__Work required__
Output the line that contains "impl Codegen for" and every line after it to the end of the entries, with nothing added or left out.

(Data entries)
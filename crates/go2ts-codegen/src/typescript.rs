//! TypeScript generation from Go declarations
//!
//! Translation runs in two passes over a unit. The first builds the
//! [`ExportSet`]; the second emits one `export type` per marked struct. Named
//! references are emitted by name and never expanded, so forward and cyclic
//! references need no ordering or cycle detection.

use crate::diagnostics::{Diagnostic, DiagnosticCategory, Diagnostics, Location};
use crate::error::CodegenError;
use crate::Codegen;
use go2ts_core::tags::{resolve_field_name, FieldName};
use go2ts_core::{CompilationUnit, DeclaredType, ExportSet, Field, Marker, TsType};
use indexmap::IndexMap;
use serde::Serialize;
use tracing::{debug, instrument, trace};

const INDENT: &str = "    ";

/// The generated text for one exported declaration
#[derive(Debug, Clone, PartialEq, Eq, Serialize)]
pub struct GeneratedDefinition {
    pub name: String,
    pub source: String,
}

/// Output of translating one unit
///
/// Definitions are kept in source declaration order.
#[derive(Debug, Clone, Default, Serialize)]
pub struct Translation {
    definitions: IndexMap<String, GeneratedDefinition>,
    diagnostics: Diagnostics,
}

impl Translation {
    pub fn definitions(&self) -> &IndexMap<String, GeneratedDefinition> {
        &self.definitions
    }

    pub fn get(&self, name: &str) -> Option<&str> {
        self.definitions.get(name).map(|d| d.source.as_str())
    }

    pub fn names(&self) -> impl Iterator<Item = &str> {
        self.definitions.keys().map(String::as_str)
    }

    pub fn len(&self) -> usize {
        self.definitions.len()
    }

    pub fn is_empty(&self) -> bool {
        self.definitions.is_empty()
    }

    pub fn diagnostics(&self) -> &Diagnostics {
        &self.diagnostics
    }

    pub fn into_diagnostics(self) -> Diagnostics {
        self.diagnostics
    }

    /// All definitions separated by blank lines
    pub fn to_blob(&self) -> String {
        self.definitions
            .values()
            .map(|d| d.source.as_str())
            .collect::<Vec<_>>()
            .join("\n")
    }

    /// The name → definition mapping as a JSON object
    pub fn to_json(&self) -> Result<String, CodegenError> {
        let mapping: IndexMap<&str, &str> = self
            .definitions
            .iter()
            .map(|(name, d)| (name.as_str(), d.source.as_str()))
            .collect();
        Ok(serde_json::to_string_pretty(&mapping)?)
    }

    /// Append another unit's results; the first definition of a name wins
    pub fn merge(&mut self, other: Translation) {
        for (name, definition) in other.definitions {
            if self.definitions.contains_key(&name) {
                self.diagnostics.add(
                    Diagnostic::new(
                        DiagnosticCategory::DuplicateDeclaration,
                        format!(
                            "'{}' is defined by more than one package; the first was kept",
                            name
                        ),
                    )
                    .at(Location::new().in_type(name.clone())),
                );
                continue;
            }
            self.definitions.insert(name, definition);
        }
        self.diagnostics.merge(other.diagnostics);
    }
}

/// Can `name` be written as a bare property key?
fn is_identifier(name: &str) -> bool {
    let mut chars = name.chars();
    match chars.next() {
        Some(first) if first.is_alphabetic() || first == '_' || first == '$' => {
            chars.all(|c| c.is_alphanumeric() || c == '_' || c == '$')
        }
        _ => false,
    }
}

fn property_key(name: &str) -> String {
    if is_identifier(name) {
        name.to_string()
    } else {
        serde_json::to_string(name).unwrap_or_else(|_| format!("\"{}\"", name))
    }
}

/// Recursive resolution of declared types, recording every lossy fallback
struct TypeResolver<'a> {
    exports: &'a ExportSet,
    marker: &'a str,
    diagnostics: &'a mut Diagnostics,
    field_path: Vec<String>,
}

impl<'a> TypeResolver<'a> {
    fn new(exports: &'a ExportSet, marker: &'a str, diagnostics: &'a mut Diagnostics) -> Self {
        Self {
            exports,
            marker,
            diagnostics,
            field_path: Vec::new(),
        }
    }

    fn resolve(&mut self, ty: &DeclaredType) -> String {
        match ty {
            DeclaredType::Primitive { primitive } => primitive.ts_type().to_string(),
            DeclaredType::NamedReference { name } => {
                if self.exports.contains(name) {
                    name.clone()
                } else {
                    let diagnostic = Diagnostic::unexported_reference(name, self.marker);
                    self.diagnostics.add(diagnostic);
                    TsType::Any.to_string()
                }
            }
            DeclaredType::Sequence { element } => format!("{}[]", self.resolve(element)),
            DeclaredType::Mapping { key, value } => {
                let key = self.resolve(key);
                let value = self.resolve(value);
                format!("{{ [key: {}]: {} }}", key, value)
            }
            DeclaredType::AnonymousRecord { fields } => {
                let members = self.members(fields);
                if members.is_empty() {
                    "{}".to_string()
                } else {
                    let body = members
                        .iter()
                        .map(|(name, ty)| format!("{}: {}", name, ty))
                        .collect::<Vec<_>>()
                        .join("; ");
                    format!("{{ {} }}", body)
                }
            }
            DeclaredType::Unsupported { description } => {
                self.diagnostics.add(Diagnostic::unsupported_type(description));
                TsType::Any.to_string()
            }
        }
    }

    /// Emitted `(key, type)` pairs for a field list, in declaration order
    fn members(&mut self, fields: &[Field]) -> Vec<(String, String)> {
        let mut members = Vec::with_capacity(fields.len());
        for field in fields {
            let label = field.name.clone().unwrap_or_else(|| field.ty.to_string());
            self.field_path.push(label.clone());
            self.diagnostics.set_field_context(self.field_path.join("."));

            match resolve_field_name(field) {
                FieldName::Skipped => {
                    self.diagnostics.add(Diagnostic::skipped_field(&label));
                }
                FieldName::Embedded => {
                    self.diagnostics.add(Diagnostic::embedded_field(&label));
                }
                name => {
                    let key = property_key(name.as_member().unwrap_or(&label));
                    let ty = self.resolve(&field.ty);
                    trace!("member {} -> {}: {}", label, key, ty);
                    members.push((key, ty));
                }
            }

            self.field_path.pop();
            if self.field_path.is_empty() {
                self.diagnostics.clear_field_context();
            } else {
                self.diagnostics.set_field_context(self.field_path.join("."));
            }
        }
        members
    }

    fn definition(&mut self, name: &str, fields: &[Field]) -> GeneratedDefinition {
        let body = self
            .members(fields)
            .iter()
            .map(|(key, ty)| format!("{}{}: {};", INDENT, key, ty))
            .collect::<Vec<_>>()
            .join("\n");

        GeneratedDefinition {
            name: name.to_string(),
            source: format!("export type {} = {{\n{}\n}};\n", name, body),
        }
    }
}

/// Resolve a declared type to its TypeScript expression
///
/// Named references resolve by name only when exported; everything the
/// translator cannot express becomes `any`.
pub fn resolve_type(ty: &DeclaredType, exports: &ExportSet) -> String {
    let mut diagnostics = Diagnostics::new();
    TypeResolver::new(exports, "", &mut diagnostics).resolve(ty)
}

/// Generate the `export type` block for one struct
pub fn translate_struct(name: &str, fields: &[Field], exports: &ExportSet) -> GeneratedDefinition {
    let mut diagnostics = Diagnostics::new();
    TypeResolver::new(exports, "", &mut diagnostics).definition(name, fields)
}

/// Translate every marked struct of a unit
#[instrument(skip(unit, marker), fields(package = %unit.package), level = "info")]
pub fn translate_unit(unit: &CompilationUnit, marker: &Marker) -> Translation {
    let exports = ExportSet::build(unit, marker);

    let mut definitions: IndexMap<String, GeneratedDefinition> = IndexMap::new();
    let mut diagnostics = Diagnostics::new();
    diagnostics.set_package_context(unit.package.clone());

    for declaration in &unit.declarations {
        if !exports.contains(&declaration.name) || !marker.marks(declaration) {
            continue;
        }
        let Some(fields) = declaration.fields() else {
            continue;
        };

        diagnostics.set_type_context(declaration.name.clone());
        if definitions.contains_key(&declaration.name) {
            diagnostics.add(Diagnostic::duplicate_declaration(
                &declaration.name,
                declaration.line,
            ));
            continue;
        }

        let definition = TypeResolver::new(&exports, marker.as_str(), &mut diagnostics)
            .definition(&declaration.name, fields);
        debug!("generated {} ({} fields)", declaration.name, fields.len());
        definitions.insert(declaration.name.clone(), definition);
    }
    diagnostics.clear_type_context();

    Translation {
        definitions,
        diagnostics,
    }
}

/// [`Codegen`] front end over [`translate_unit`]
#[derive(Debug, Clone, Default)]
pub struct TypeScriptCodegen {
    marker: Marker,
    strict: bool,
    diagnostics: Diagnostics,
}

impl TypeScriptCodegen {
    pub fn new(marker: Marker) -> Self {
        Self {
            marker,
            strict: false,
            diagnostics: Diagnostics::new(),
        }
    }

    /// Fail generation when any diagnostic was raised
    pub fn with_strict(mut self, strict: bool) -> Self {
        self.strict = strict;
        self
    }

    pub fn marker(&self) -> &Marker {
        &self.marker
    }

    /// Diagnostics of the most recent `generate` call
    pub fn diagnostics(&self) -> &Diagnostics {
        &self.diagnostics
    }
}

impl Codegen for TypeScriptCodegen {
    fn generate(&mut self, unit: &CompilationUnit) -> Result<String, CodegenError> {
        let translation = translate_unit(unit, &self.marker);
        let blob = translation.to_blob();
        self.diagnostics = translation.into_diagnostics();

        if self.strict && !self.diagnostics.is_empty() {
            return Err(self.diagnostics.clone().into());
        }
        Ok(blob)
    }
}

__Exercise solution__
impl Codegen for TypeScriptCodegen {
    fn generate(&mut self, unit: &CompilationUnit) -> Result<String, CodegenError> {
        let translation = translate_unit(unit, &self.marker);
        let blob = translation.to_blob();
        self.diagnostics = translation.into_diagnostics();

        if self.strict && !self.diagnostics.is_empty() {
            return Err(self.diagnostics.clone().into());
        }
        Ok(blob)
    }
}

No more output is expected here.